The Supreme Court on Monday scrapped the recruitment process for 1,091 assistant professors and 67 librarians in Punjab government colleges, sharply criticising the exercise as arbitrary and politically motivated.
A bench comprising Justices Sudhanshu Dhulia and K Vinod Chandran ruled that the recruitment process, initiated by the Congress-led Punjab government in 2021, violated statutory norms and appeared designed to secure electoral gains ahead of the 2022 assembly elections.
“The entire process is arbitrary and was not undertaken in the interest of the state or higher education, but for narrow political purposes,” the court observed, adding that the state failed to justify its deviation from standard recruitment procedures.
The court flagged the hurried timeline of the entire process—spanning barely two months from advertisement to issuance of appointment letters—as a sign of “executive hegemony” and “undue haste,” which raised suspicions of malafide intent.
Initially, the government had sought to urgently fill 160 assistant professor and 17 librarian posts for newly opened colleges. However, this was suddenly expanded to include 931 additional assistant professor and 50 librarian vacancies—positions that had already been referred to the Punjab Public Service Commission (PPSC).
The court criticised the state’s decision to replace the University Grants Commission (UGC)-prescribed selection method, which includes an academic evaluation and interviews, with a single multiple-choice written test. It ruled this change to be not only arbitrary but also procedurally flawed.
“Discarding a tried-and-tested selection process without following due procedure renders the entire recruitment invalid,” the court said.

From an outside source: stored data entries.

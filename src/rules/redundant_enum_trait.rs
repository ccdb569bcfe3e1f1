//! `FactoryBot/RedundantEnumTrait`: traits that FactoryBot 6.1+ derives from enums on its own
use std::sync::Arc;
use tree_sitter::Node;

use super::{Rule, RuleContext};
use crate::analysis::ast::kinds;
use crate::analysis::ast::matcher::{
    constant, element_reference, send, sym_capture, BoxedMatcher, Matcher, SendPattern,
};
use crate::analysis::ast::node::{block_statements, span, SendNode};
use crate::correction::Corrector;
use crate::version::{EffectiveVersion, VersionGate};

pub const NAME: &str = "FactoryBot/RedundantEnumTrait";

pub const MINIMUM_VERSION: EffectiveVersion = EffectiveVersion::new(6, 1);

const MSG: &str =
    "This trait is redundant because enum traits are automatically defined in FactoryBot 6.1 and later.";

pub struct RedundantEnumTrait {
    gate: Arc<dyn VersionGate>,
    trait_definition: SendPattern,
    /// `status { ... }`
    attribute: SendPattern,
    /// `Task.statuses[:queued]`
    enum_lookup: BoxedMatcher,
}

impl RedundantEnumTrait {
    pub fn new(gate: Arc<dyn VersionGate>) -> Self {
        Self {
            gate,
            trait_definition: send()
                .without_receiver()
                .method("trait")
                .arg(sym_capture("trait"))
                .exact_arguments()
                .with_block(),
            attribute: send()
                .without_receiver()
                .capture_method("attribute")
                .no_arguments()
                .with_parameterless_block(),
            enum_lookup: element_reference(
                send()
                    .receiver(constant())
                    .capture_method("plural")
                    .no_arguments()
                    .without_block()
                    .boxed(),
                sym_capture("key"),
            ),
        }
    }

    fn is_redundant(&self, node: Node<'_>, src: &str) -> bool {
        let Some(trait_caps) = self.trait_definition.captures(node, src) else {
            return false;
        };
        let Some(trait_name) = trait_caps.name("trait") else {
            return false;
        };
        let Some(block) = SendNode::from_node(node).and_then(|c| c.block()) else {
            return false;
        };
        let [attribute_node] = block_statements(block)[..] else {
            return false;
        };
        let Some(attr_caps) = self.attribute.captures(attribute_node, src) else {
            return false;
        };
        let Some(attr_block) = SendNode::from_node(attribute_node).and_then(|c| c.block()) else {
            return false;
        };
        let [value] = block_statements(attr_block)[..] else {
            return false;
        };
        let Some(lookup) = self.enum_lookup.captures(value, src) else {
            return false;
        };
        let (Some(attribute), Some(plural), Some(key)) =
            (attr_caps.name("attribute"), lookup.name("plural"), lookup.name("key"))
        else {
            return false;
        };
        key == trait_name && is_plural_of(plural, attribute)
    }
}

/// `statuses` names the enum of `status`, `states` the enum of `state`
fn is_plural_of(plural: &str, singular: &str) -> bool {
    plural.strip_suffix("es") == Some(singular) || plural.strip_suffix('s') == Some(singular)
}

impl Rule for RedundantEnumTrait {
    fn name(&self) -> &'static str {
        NAME
    }

    fn triggers(&self) -> &'static [&'static str] {
        &[kinds::CALL]
    }

    fn check(&self, node: Node<'_>, ctx: &mut RuleContext<'_>) {
        let src = ctx.source();
        if !self.is_redundant(node, src) {
            return;
        }
        if !self.gate.supports(MINIMUM_VERSION) {
            tracing::debug!(version = %self.gate.resolve(), "enum traits are not generated before 6.1");
            return;
        }
        let Some(call) = SendNode::from_node(node) else {
            return;
        };
        let mut corrector = Corrector::new();
        corrector.remove_whole_lines(src, span(node));
        ctx.add_offense(call.send_span(), MSG, Some(corrector.finish()));
    }
}
// ---- Creation system activation ----

#[test]
fn creation_system_assigns_handles_before_activation() {
    let registry = ComponentRegistry::with_engine_components();
    let mut pools = PoolManager::new();
    let mut rules = SpawnRuleSet::new();
    let mut rng = rng();

    let archetype = bullet_pool_archetype("Bullets", 8)
        .with_array("HandleIndex")
        .with_shared("HandleDirectory", HandleDirectory::default());
    let pool = pools.create_pool(&archetype, &registry).unwrap();

    let mut creation_system = CreationSystem::new();
    creation_system.subscribe(pool);

    // Queue two objects by hand, as a spawn batch would.
    {
        let pool = pools.get_pool_mut("Bullets").unwrap();
        pool.copy_archetype_to_slot(&tagged_object(0), 0).unwrap();
        pool.copy_archetype_to_slot(&tagged_object(1), 1).unwrap();
        pool.grow_queued(2);
        assert_eq!(pool.size(), 0);
    }

    let mut ctx = TickContext {
        pools: &mut pools,
        rules: &mut rules,
        rng: &mut rng,
        time: SimTime::default(),
    };
    creation_system.update(&mut ctx).unwrap();

    let pool = pools.get_pool("Bullets").unwrap();
    assert_eq!(pool.size(), 2);
    assert_eq!(pool.queued(), 0);

    let handle_indices = pool.component_array::<HandleIndex>("HandleIndex").unwrap();
    let directory = pool.shared::<HandleDirectory>("HandleDirectory").unwrap();
    for slot in 0..2 {
        let handle = directory.get(handle_indices[slot].index).unwrap();
        assert_eq!(handle.pool_index, slot);
        assert_ne!(handle.id, DEAD_OBJECT_ID);
    }
}

// ---- Subscription and ordering ----

#[test]
fn pool_type_matches_structure() {
    let registry = ComponentRegistry::with_engine_components();
    let mut pools = PoolManager::new();
    let archetype = bullet_pool_archetype("Bullets", 4).with_tag("Bullet");
    let pool = pools.create_pool(&archetype, &registry).unwrap();

    assert!(PoolType::new().with_array("Position").matches(pool));
    assert!(PoolType::new()
        .with_array("Position")
        .with_tag("Bullet")
        .matches(pool));
    assert!(!PoolType::new().with_array("Lifetime").matches(pool));
    assert!(!PoolType::new().with_shared("Sprite").matches(pool));
    assert!(!PoolType::new().with_tag("Enemy").matches(pool));
}

#[test]
fn unsubscribe_removes_pool_from_every_group() {
    let registry = ComponentRegistry::with_engine_components();
    let mut pools = PoolManager::new();
    let pool = pools
        .create_pool(&bullet_pool_archetype("Bullets", 4), &registry)
        .unwrap();

    let mut groups = PoolGroups::new();
    groups.add_group("moving", PoolType::new().with_array("Velocity"));
    groups.add_group("everything", PoolType::new());
    groups.subscribe(pool);
    assert_eq!(groups.group("moving"), ["Bullets".to_string()]);
    assert_eq!(groups.group("everything"), ["Bullets".to_string()]);

    groups.unsubscribe("Bullets");
    assert!(groups.group("moving").is_empty());
    assert!(groups.group("everything").is_empty());
}

/// Records its runs into a shared log, and what it saw in a pool's sprite
/// layer at the time.
struct RecorderSystem {
    groups: PoolGroups,
    label: &'static str,
    bump_layer: bool,
    log: std::sync::Arc<std::sync::Mutex<Vec<(&'static str, i32)>>>,
}

impl RecorderSystem {
    fn new(
        label: &'static str,
        bump_layer: bool,
        log: std::sync::Arc<std::sync::Mutex<Vec<(&'static str, i32)>>>,
    ) -> Self {
        let mut groups = PoolGroups::new();
        groups.add_group("sprites", PoolType::new().with_shared("Sprite"));
        RecorderSystem {
            groups,
            label,
            bump_layer,
            log,
        }
    }
}

impl System for RecorderSystem {
    fn pool_groups(&mut self) -> &mut PoolGroups {
        &mut self.groups
    }

    fn update(&mut self, ctx: &mut TickContext<'_>) -> SimResult<()> {
        for pool_name in self.groups.group("sprites") {
            let pool = ctx.pools.get_pool_mut(pool_name).unwrap();
            let sprite = pool.shared_mut::<Sprite>("Sprite")?;
            self.log.lock().unwrap().push((self.label, sprite.layer));
            if self.bump_layer {
                sprite.layer += 1;
            }
        }
        Ok(())
    }
}

#[test]
fn update_order_is_the_configured_list_only() {
    let registry = ComponentRegistry::with_engine_components();
    let mut objects = ObjectManager::new();

    let log = std::sync::Arc::new(std::sync::Mutex::new(Vec::new()));
    let systems = objects.systems_mut();
    systems.register("A", Box::new(RecorderSystem::new("A", true, log.clone())));
    systems.register("B", Box::new(RecorderSystem::new("B", false, log.clone())));
    systems.register("C", Box::new(RecorderSystem::new("C", false, log.clone())));
    systems.set_update_order(&["C", "A"]);

    let archetype = PoolArchetype::new("Scenery", 1).with_shared("Sprite", Sprite::default());
    objects.create_pool(&archetype, &registry).unwrap();

    let mut rng = rng();
    objects.update(&mut rng, SimTime::default()).unwrap();

    // B never ran; C ran before A and observed the pre-mutation state.
    let log = log.lock().unwrap();
    assert_eq!(log.as_slice(), &[("C", 0), ("A", 0)]);
}

#[test]
fn duplicated_order_entries_run_twice() {
    let registry = ComponentRegistry::with_engine_components();
    let mut objects = ObjectManager::new();

    let log = std::sync::Arc::new(std::sync::Mutex::new(Vec::new()));
    objects
        .systems_mut()
        .register("A", Box::new(RecorderSystem::new("A", true, log.clone())));
    objects.systems_mut().set_update_order(&["A", "A"]);

    let archetype = PoolArchetype::new("Scenery", 1).with_shared("Sprite", Sprite::default());
    objects.create_pool(&archetype, &registry).unwrap();

    let mut rng = rng();
    objects.update(&mut rng, SimTime::default()).unwrap();

    let log = log.lock().unwrap();
    assert_eq!(log.as_slice(), &[("A", 0), ("A", 1)]);
}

While the recruitment process began under former Chief Minister Charanjit Singh Channi's Congress government, the succeeding Aam Aadmi Party (AAP) government supported the appointments in court, arguing that the state had the autonomy to devise its own recruitment norms.
The Supreme Court rejected this argument, noting that Punjab had voluntarily adopted the UGC regulations and was therefore bound to follow them, along with the requirement to route appointments through the PPSC.
“In a democratic system, fairness, transparency, and merit must underpin public appointments,” the court stressed.
Monday’s judgment upheld a 2022 ruling by a single judge of the Punjab and Haryana High Court that had annulled the recruitment process. It also overturned a subsequent decision by a division bench of the High Court, which had revived the appointments in 2024.
Acknowledging the hardship this ruling might cause for candidates appointed under the now-cancelled process, the Supreme Court noted that the appointments were always subject to ongoing legal scrutiny. It has now directed the Punjab government to initiate a fresh recruitment drive in strict adherence to the 2018 UGC norms.
“A gross illegality like this cannot be allowed to stand. Even if we ignore the issue of political expediency, the process clearly lacked fairness and qualitative assessment,” the court concluded.